Minister of War and Navy
- In office 15 May 1909 – 15 May 1915
- President: Ramón Barros Luco
- Preceded by: Aníbal Rodríguez
- Succeeded by: Arístides Pinto

Member of the Chamber of Deputies
- In office 15 May 1903 – 15 May 1915
- Constituency: Caupolicán

Personal details
- Born: 27 August 1871 Santiago, Chile
- Died: 22 January 1927 (aged 55) Santiago, Chile
- Party: Liberal Party

= Carlos Larraín Claro =

Chilean politician (1871–1927)

Carlos Larraín Claro (27 August 1871 – 22 January 1927) was a Chilean lawyer and politician who served as a member of the Chamber of Deputies of Chile.

A member of the Liberal Party, Larraín represented Caupolicán from 1909 to 1915. During the 1909–1912 term, he was a member of the Permanent Commission of War and Navy and served as a substitute member of the Permanent Commission of Internal Police. Following his reelection for the 1912–1915 term, he served on the Permanent Commission of Government and as a substitute member of the Permanent Commission of Legislation and Justice.

Larraín had previously represented Llanquihue, Carelmapu and Osorno from 1903 to 1906. During that term, he promoted the extension of the railway to Puerto Montt, improvements to river navigation and better road infrastructure in southern Chile.

In June 1910, President Pedro Montt appointed him Minister of War and Navy. He continued in office under Vice President Elías Fernández Albano and President Emiliano Figueroa Larraín. During his tenure, legislation improving military pensions was enacted, and he promoted naval infrastructure projects at Talcahuano and the acquisition of dreadnought battleships.

==Biography==
Larraín was born in Santiago on 27 August 1871, the son of Eduardo Larraín Zañartu and Julia Claro Correa. He studied at the Colegio de los Padres Franceses and the Instituto Nacional, before studying law at the University of Chile, qualifying as a lawyer in January 1897.

He entered public service in the Ministry of the Navy and later worked at the General Directorate of Posts, where he became head of the International Service. In that capacity, he promoted the modernization of Chilean postal services and wrote several works on postal administration, some of which were published in L'Union Postale in Bern.

In 1897, the government sent him to the Universal Postal Congress in Washington and subsequently tasked him with studying postal systems in Europe. His recommendations included the integration of postal and telegraph services and the creation of postal savings banks.

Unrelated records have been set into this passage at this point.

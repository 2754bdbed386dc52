/*!
This library prepares named-entity training data from bracket-annotated
speech transcripts and scores a tagger's predictions against the reference
annotation.

# Bracket notation
Entities are marked inline in the transcript text, with the class label
following the closing bracket:

```text
hij heet [Jan Peters]PER en komt uit [Utrecht]LOC
```

The extraction side turns such fragments into a line-oriented stream of
BIO-tagged tokens (`B-`class on the first token of an entity, `I-`class on
its continuation, `O` elsewhere), one `token<TAB>tag` pair per line and the
literal `<utt>` marker between utterances. The evaluation side reads that
stream back, reconstructs the reference entity spans per sentence, asks an
external tagging service for its predictions, and reports precision/recall
both macro-averaged over sentences and micro-averaged per class.

# Terminology
* A *class* is an entity category such as `PER`, `LOC` or `ORG`. It can be
  any string.
* A *chunk* is one fragment of transcript text, either plain or carrying a
  class label.
* A *span* is one entity occurrence: the surface text of a contiguous run of
  tokens plus its class.
* The *macro* average is the mean of a per-sentence metric over all scored
  sentences; the *micro* average is computed from counts pooled per class
  over the whole run.

# Example
```rust
use chunkev::{encode_mark, reference_spans, EntitySpan, WordTokenizer};

let mark = "hij heet [Jan Peters]PER en komt uit [Utrecht]LOC";
let encoded = encode_mark(mark, &WordTokenizer);
assert!(encoded.error.is_none());

let tags: Vec<String> = encoded.tokens.iter().map(|t| t.tag.to_string()).collect();
assert_eq!(tags, ["O", "O", "B-PER", "I-PER", "O", "O", "O", "B-LOC"]);

let spans = reference_spans(&encoded.tokens);
assert_eq!(spans, [
    EntitySpan::new("Jan Peters", "PER"),
    EntitySpan::new("Utrecht", "LOC"),
]);
```
*/

mod chunker;
mod config;
mod dialect;
mod encoder;
mod report;
mod score;
mod spans;
mod tagger;
mod tags;
mod textgrid;
mod tokenize;

// The public api starts here
pub use chunker::{Chunk, Chunker, StructuralParseError};

pub use config::{EvalConfig, EvalConfigBuilder, DEFAULT_NERSET};

pub use dialect::{strip_markers, DialectMarker};

pub use encoder::{encode_mark, EncodedFragment};

pub use report::{EvalReport, RunAggregate};

pub use score::{
    matches, score_sentence, ClassCounts, ClassEval, MatchMode, MatchModeParseError,
    SentenceScore,
};

pub use spans::{reference_spans, EntitySpan};

pub use tagger::{ServiceTagger, Tagger, TaggerConfig, TaggerError};

pub use tags::{Record, StreamFormatError, Tag, TagParseError, TaggedToken, UTT_BOUNDARY};

pub use textgrid::{
    parse_textgrid, read_textgrid, InputFormatError, Interval, IntervalTier, TextGrid,
};

pub use tokenize::{Tokenize, WordTokenizer};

He represented Chile again at the Universal Postal Congress held in Rome in 1906, where his proposals were unanimously approved. For his participation, he was appointed Commander of the Order of the Crown of Italy.

Within the Liberal Party, Larraín participated actively in its organization and represented it in negotiations with other political parties. In Congress, he served on the party's parliamentary committee, the Mixed Commission and the Conservative Commission, and chaired the Permanent Commission of Government.

In later years, he served as director of several agricultural, mining, coal, refrigeration and food-processing companies. He died in Santiago on 22 January 1927.